YA İRAN EHLİLEŞMEZSE?..

İran'a güvenilmemesi üzerine Ortadoğu'da tekrarlanan, İsrail eliyle de iyice pişirilen söylem ne denli gerçekçidir bilemem. Ancak şunu biliyorum, dış politika geleneklerinde bir ülke yeniden sahaya sürüldüğünde, sağa-sola saldırmasın diye, her atılışında boğazını biraz daha sıkan tasmalar takılır.

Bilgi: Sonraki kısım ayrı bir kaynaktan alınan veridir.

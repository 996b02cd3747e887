//! Per-connection vote handling
//!
//! One call to [`ConnectionHandler::handle`] runs the full exchange for one
//! client: greeting, ciphertext block, decrypt, parse, dispatch, close.
//! Nothing is written back after the greeting, whatever the outcome.

use std::net::SocketAddr;
use std::sync::Arc;
use std::time::Duration;

use tokio::io::{AsyncRead, AsyncReadExt, AsyncWrite, AsyncWriteExt};
use tracing::{debug, error, info, warn};

use crate::crypto::PayloadDecryptor;
use crate::error::{ConnectionError, MalformedVoteError};
use crate::listener::{DispatchReport, ListenerRegistry};
use crate::protocol;
use crate::stats::ReceiverStats;
use crate::vote::Vote;

/// Runs the vote exchange on accepted connections
pub struct ConnectionHandler {
    decryptor: Arc<dyn PayloadDecryptor>,
    registry: Arc<ListenerRegistry>,
    stats: Arc<ReceiverStats>,
    greeting: String,
    read_timeout: Duration,
    debug: bool,
}

impl ConnectionHandler {
    pub fn new(
        decryptor: Arc<dyn PayloadDecryptor>,
        registry: Arc<ListenerRegistry>,
        version: &str,
        read_timeout: Duration,
    ) -> Self {
        Self {
            decryptor,
            registry,
            stats: Arc::new(ReceiverStats::default()),
            greeting: protocol::greeting(version),
            read_timeout,
            debug: false,
        }
    }

    /// Log rejected votes with full detail
    pub fn with_debug(mut self, debug: bool) -> Self {
        self.debug = debug;
        self
    }

    pub fn with_stats(mut self, stats: Arc<ReceiverStats>) -> Self {
        self.stats = stats;
        self
    }

    /// Handle one connection to completion.
    ///
    /// Takes ownership of the stream, so the socket is closed exactly once
    /// when this returns, on every path. Errors are logged here; the return
    /// value only informs the caller.
    pub async fn handle<S>(
        &self,
        mut stream: S,
        peer: SocketAddr,
    ) -> Result<DispatchReport, ConnectionError>
    where
        S: AsyncRead + AsyncWrite + Unpin,
    {
        let result = self.exchange(&mut stream).await;

        // Best effort; the peer may already be gone
        let _ = stream.shutdown().await;
        drop(stream);

        match result {
            Ok(vote) => {
                info!("Received {} via {}", vote, peer);
                let report = self.dispatch(vote).await;
                self.stats.record_delivered();
                Ok(report)
            }
            Err(ConnectionError::Malformed(e)) => {
                self.stats.record_rejected();
                self.log_rejection(&e, peer);
                Err(ConnectionError::Malformed(e))
            }
            Err(ConnectionError::Io(e)) => {
                self.stats.record_rejected();
                debug!("Connection from {} failed: {}", peer, e);
                Err(ConnectionError::Io(e))
            }
        }
    }

    /// Run the listeners on the blocking pool.
    ///
    /// Listeners are synchronous and may block on I/O. Off the async workers
    /// they cannot stall other connections, and aborting this task during
    /// shutdown abandons the wait instead of hanging on the listener.
    async fn dispatch(&self, vote: Vote) -> DispatchReport {
        let registry = self.registry.clone();
        match tokio::task::spawn_blocking(move || registry.dispatch(&vote)).await {
            Ok(report) => report,
            Err(e) => {
                error!("Vote dispatch task failed: {}", e);
                DispatchReport::default()
            }
        }
    }

    async fn exchange<S>(&self, stream: &mut S) -> Result<Vote, ConnectionError>
    where
        S: AsyncRead + AsyncWrite + Unpin,
    {
        stream.write_all(self.greeting.as_bytes()).await?;
        stream.flush().await?;

        let block = self.read_block(stream).await?;
        let plaintext = self
            .decryptor
            .decrypt(&block)
            .map_err(MalformedVoteError::from)?;
        let vote = protocol::parse(&plaintext)?;
        Ok(vote)
    }

    /// Read exactly one ciphertext block, bounded by the read timeout.
    ///
    /// Shorter payloads never reach the decryptor. Bytes sent after the
    /// first block are left unread, so an oversized payload still has its
    /// first block decrypted, as Votifier receivers have always done.
    async fn read_block<S>(&self, stream: &mut S) -> Result<Vec<u8>, ConnectionError>
    where
        S: AsyncRead + Unpin,
    {
        let expected = self.decryptor.block_size();
        let mut block = vec![0u8; expected];
        let mut received = 0;

        let read_all = async {
            while received < expected {
                let n = stream.read(&mut block[received..]).await?;
                if n == 0 {
                    return Err(ConnectionError::Malformed(MalformedVoteError::Truncated {
                        expected,
                        received,
                    }));
                }
                received += n;
            }
            Ok::<(), ConnectionError>(())
        };

        match tokio::time::timeout(self.read_timeout, read_all).await {
            Ok(Ok(())) => Ok(block),
            Ok(Err(e)) => Err(e),
            Err(_) => Err(ConnectionError::Malformed(MalformedVoteError::Timeout {
                expected,
                received,
            })),
        }
    }

    fn log_rejection(&self, err: &MalformedVoteError, peer: SocketAddr) {
        if !self.debug {
            info!("Ignored {} vote from {}", err.kind(), peer);
            return;
        }

        match err {
            MalformedVoteError::Decryption(e) => {
                warn!(
                    "Could not decrypt vote from {}: {} (is the service using the current public key?)",
                    peer, e
                );
            }
            MalformedVoteError::Truncated { received: 0, .. } => {
                // Health checks open and close without sending anything
                debug!("Connection from {} closed without a payload", peer);
            }
            other => {
                warn!("Malformed vote from {}: {}", peer, other);
            }
        }
    }
}
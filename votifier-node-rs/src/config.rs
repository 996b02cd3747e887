//! Node configuration
//!
//! Stored as `config.json` in the data directory. The first run writes a
//! fresh file with a free port so two nodes on one host don't collide.

use std::fs;
use std::net::TcpListener;
use std::path::{Path, PathBuf};
use std::time::Duration;

use serde::{Deserialize, Serialize};
use tracing::info;
use votifier_core::receiver::DEFAULT_PORT;
use votifier_core::ReceiverConfig;

use crate::error::NodeError;

/// Config file name inside the data directory
pub const CONFIG_FILE: &str = "config.json";

#[derive(Debug, Clone, PartialEq, Serialize, Deserialize)]
#[serde(default)]
pub struct NodeConfig {
    /// Address to listen on
    pub host: String,
    pub port: u16,

    /// Log rejected votes in detail
    pub debug: bool,

    pub read_timeout_ms: u64,
    pub shutdown_grace_ms: u64,

    /// Append received votes to this JSON-lines file
    pub vote_log: Option<PathBuf>,
}

impl Default for NodeConfig {
    fn default() -> Self {
        Self {
            host: "0.0.0.0".to_string(),
            port: DEFAULT_PORT,
            debug: false,
            read_timeout_ms: 5000,
            shutdown_grace_ms: 5000,
            vote_log: None,
        }
    }
}

impl NodeConfig {
    /// Load the config, creating it with defaults on first run.
    ///
    /// Returns the config and whether it was just created.
    pub fn load_or_create(path: &Path) -> Result<(Self, bool), NodeError> {
        if path.exists() {
            return Ok((Self::load(path)?, false));
        }

        info!("Configuring Votifier for the first time...");
        let config = Self {
            port: find_open_port(),
            ..Default::default()
        };
        config.save(path)?;

        info!("------------------------------------------------------------------------------");
        info!("Assigning Votifier to listen on port {}. If you are hosting on a", config.port);
        info!("shared server please check with your hosting provider to verify that this port");
        info!("is available for your use. Chances are that your hosting provider will assign");
        info!("a different port, which you need to specify in {}", path.display());
        info!("------------------------------------------------------------------------------");

        Ok((config, true))
    }

    pub fn load(path: &Path) -> Result<Self, NodeError> {
        let text = fs::read_to_string(path).map_err(|source| NodeError::ConfigRead {
            path: path.to_path_buf(),
            source,
        })?;
        serde_json::from_str(&text).map_err(|source| NodeError::ConfigParse {
            path: path.to_path_buf(),
            source,
        })
    }

    pub fn save(&self, path: &Path) -> Result<(), NodeError> {
        let write_err = |source| NodeError::Write {
            path: path.to_path_buf(),
            source,
        };

        let text = serde_json::to_string_pretty(self).map_err(|source| NodeError::ConfigEncode {
            path: path.to_path_buf(),
            source,
        })?;

        if let Some(parent) = path.parent() {
            fs::create_dir_all(parent).map_err(write_err)?;
        }
        fs::write(path, text).map_err(write_err)
    }

    /// Settings for the core receiver
    pub fn receiver_config(&self) -> ReceiverConfig {
        ReceiverConfig::new(self.host.clone(), self.port)
            .with_debug(self.debug)
            .with_read_timeout(Duration::from_millis(self.read_timeout_ms))
            .with_shutdown_grace(Duration::from_millis(self.shutdown_grace_ms))
    }
}

/// Ask the OS for a free port, falling back to the default
pub fn find_open_port() -> u16 {
    TcpListener::bind("0.0.0.0:0")
        .and_then(|listener| listener.local_addr())
        .map(|addr| addr.port())
        .unwrap_or(DEFAULT_PORT)
}
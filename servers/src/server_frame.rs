use anyhow::Result;
use tokio::signal;

mod frame_logic;
use frame_logic::{config, logger, routes, state};

#[tokio::main]
async fn main() -> Result<()> {
    // Explicitly install the default crypto provider for rustls
    let _ = rustls::crypto::ring::default_provider().install_default();

    let config = config::load_config();
    let log_dir = config
        .log_dir
        .clone()
        .unwrap_or_else(|| std::path::PathBuf::from("./logs"));
    logger::setup_logging(&log_dir, config.log_level.as_deref().unwrap_or("info"))?;

    let data_dir = config
        .data_dir
        .clone()
        .unwrap_or_else(|| std::path::PathBuf::from("./data"));
    let app_state = state::AppState::open(&data_dir)?;
    log::info!(
        "Stores opened under {} ({} photo(s), {} client(s))",
        data_dir.display(),
        app_state.inventory.stats().total,
        app_state.registry.all_clients().len()
    );

    let (shutdown_tx, _) = tokio::sync::broadcast::channel(1);

    let server_handle = tokio::spawn(routes::run(
        config.clone(),
        app_state.clone(),
        shutdown_tx.subscribe(),
    ));

    // Wait for shutdown signal
    tokio::select! {
        _ = signal::ctrl_c() => {
            log::info!("Ctrl-C received, initiating shutdown.");
        }
        _ = async {
            #[cfg(unix)]
            {
                let mut term_signal = signal::unix::signal(signal::unix::SignalKind::terminate()).unwrap();
                term_signal.recv().await;
                log::info!("SIGTERM received, initiating shutdown.");
            }
            #[cfg(not(unix))]
            {
                // On non-unix platforms, just wait forever.
                std::future::pending::<()>().await;
            }
        } => {}
    }

    // Send shutdown signal to the server
    let _ = shutdown_tx.send(());

    // Wait for the server to shut down
    let _ = server_handle.await;

    log::info!("Shutdown complete.");
    Ok(())
}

Bakın ABD Dışişleri Bakanı Kerry bu konuda ne diyor; “Bölgedeki tüm ülkeler, Tahran'ın politikalarında bir değişiklik olmasını ümit ediyor. Ancak biz, bunun gerçekleşmeme olasılığı ve sonucuna karşı hazırlıklı olmalıyız”...
Siz, “hazırlıklıyız zaten” anlayınız…

Habercilikte kötü huydur; bir ülkeden işbirliği için başka ülkeye heyet gittiğinde pul kadar yer ayrılır da, aynı ülke için sert bir cümle kurulduğunda manşete çekilir. İran'ın Türkiye dahil bölgedeki tüm ülkeler hakkında söyledikleri ile davranışları farklıdır. Tabii ki, “biji Kürdistan” diye bir çıkış duyduğumuzda bakışımız hızla güney-doğu (komşumuza) döneriz ama Cumhurbaşkanı'ndan Cumhurbaşkanı'na bir telefon herkesi sakinleştirir! (Bu görüşmenin sonuçlarından biri, İran Dışişleri Bakanı Cevad Zarif'in Suriye önerileriyle birlikte dün Ankara'ya geleceğiydi. Ertelendi. İran Dışişleri bir açıklama yapacaktır. Sonra arkasına bakalım!)

Bir-iki tane daha bizim uykumuzu açan, başkalarınınkini kaçıran cümle kurup, öyle kapatalım mı; a) ABD, Ortadoğu'ya dönüyor! b) İran, ABD'nin bölgeye dönüşünün en önemli kartı. c) İlk iki maddenin Türkiye için bir anlamı var!